To explore how infection dynamics are influenced by heterogeneity in stand
structure, we applied spatially explicit and stochastic compartmental
models to three empirical examples of flying-fox roost stand structures,
representing sparse, intermediate, and dense stand structures
respectively. Generation of the spatial model structure needs input of a
distance matrix between tree-groups, and specification of how transmission
is expected to relate to distance. The distance matrices used in the
manuscript are provided. These represent a tree stand structure, where the
spatial arrangement of all overstory, canopy and midstory trees were
mapped in a subplot (20x20 meters each) using an ultrasound distance
instrument (Vertex Hypsometer, Haglöf Sweden). We did not map trees or
shrubs in the understory as these are no suitable roosting habitat. Trees
were mapped and tagged using tree survey methods described in the
“Ausplots Forest Monitoring Network, Large Tree Survey Protocol”

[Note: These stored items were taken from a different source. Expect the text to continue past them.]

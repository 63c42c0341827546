use cask_verify::PublicKey;
use cask_version::Version;

use crate::branding::{DEFAULT_API_URL, DEFAULT_MIRROR_URL_TEMPLATE};
use crate::error::{DownloadError, Result};

/// Configuration for a live downloader.
///
/// URLs default to the official endpoints; the trusted release key has no
/// default and must be supplied.
#[derive(Debug, Clone)]
pub struct DownloaderConfig {
    /// Endpoint serving the version listing JSON.
    pub api_url: String,
    /// Optional `Authorization` header value for listing requests.
    pub api_authorization: Option<String>,
    /// Artifact URL template with `{version}` and `{artifact}` placeholders.
    pub mirror_url_template: String,
    /// Optional `Authorization` header value for artifact requests,
    /// e.g. `Bearer <token>` for a private mirror.
    pub mirror_authorization: Option<String>,
    /// Armored public key the checksum manifest signature is checked against.
    pub public_key: String,
}

impl Default for DownloaderConfig {
    fn default() -> Self {
        Self {
            api_url: DEFAULT_API_URL.to_string(),
            api_authorization: None,
            mirror_url_template: DEFAULT_MIRROR_URL_TEMPLATE.to_string(),
            mirror_authorization: None,
            public_key: String::new(),
        }
    }
}

impl DownloaderConfig {
    pub fn new(public_key: impl Into<String>) -> Self {
        Self {
            public_key: public_key.into(),
            ..Self::default()
        }
    }

    #[must_use]
    pub fn with_api_url(mut self, url: impl Into<String>) -> Self {
        self.api_url = url.into();
        self
    }

    #[must_use]
    pub fn with_api_authorization(mut self, authorization: impl Into<String>) -> Self {
        self.api_authorization = Some(authorization.into());
        self
    }

    #[must_use]
    pub fn with_mirror_url_template(mut self, template: impl Into<String>) -> Self {
        self.mirror_url_template = template.into();
        self
    }

    #[must_use]
    pub fn with_mirror_authorization(mut self, authorization: impl Into<String>) -> Self {
        self.mirror_authorization = Some(authorization.into());
        self
    }

    /// Parses the configured key and checks the URL template placeholders.
    pub fn validate(&self) -> Result<PublicKey> {
        if !self.mirror_url_template.contains("{version}")
            || !self.mirror_url_template.contains("{artifact}")
        {
            return Err(DownloadError::InvalidConfiguration(
                "mirror URL template must contain {version} and {artifact}".to_string(),
            ));
        }
        PublicKey::from_armored(&self.public_key).map_err(Into::into)
    }

    pub(crate) fn artifact_url(&self, version: &Version, artifact: &str) -> String {
        self.mirror_url_template
            .replace("{version}", version.as_str())
            .replace("{artifact}", artifact)
    }
}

(https://portal.tern.org.au/tern-ausplots-forest-2012-2015/21755).
Briefly, subplots were georeferenced at one corner. Distances were
measured from the N/S or E/W subplot boundaries using an ultrasound
distance instrument (Vertex Hypsometer, Haglöf Sweden, accurate to 10-30
cm) along the defined orientation bearing. Trees within the subplot were
then mapped with the X-Y coordinate in relation to the georeferenced
corner (0,0). To achieve maximum accuracy with the Vertex Hypsometer, only
distances of up to 10 meters were recorded. If a tree was greater than 10
meters from the west/south origin (0 meter) subplot boundary, the tree was
measured from the opposite (20 meter) subplot boundary, and the measured
distance subtracted from 20 to give the distance from the origin boundary.
Each tree was individually tagged and assigned a crown class following
definitions in the Ausplots survey protocol. This approach allowed for
precise spatial mapping of trees, with locations of trees within subplots
accurate to 10-30 cm.
Three .csv files are provided: "matrix DTOW subplot 5.csv";
"matrix DCLU subplot 4"; "matrix DLIS subplot 2.csv" .
These represent the sparse, intermediate, and dense stand structures
respectively, which include the distances between 4 trees (tree #69-72),
32 trees (tree #90-#121), and 72 trees (tree #61-#132) in subplots,
respectively. The data is structured as a standard distance matrix, where
trees are named on the first row and first collumn.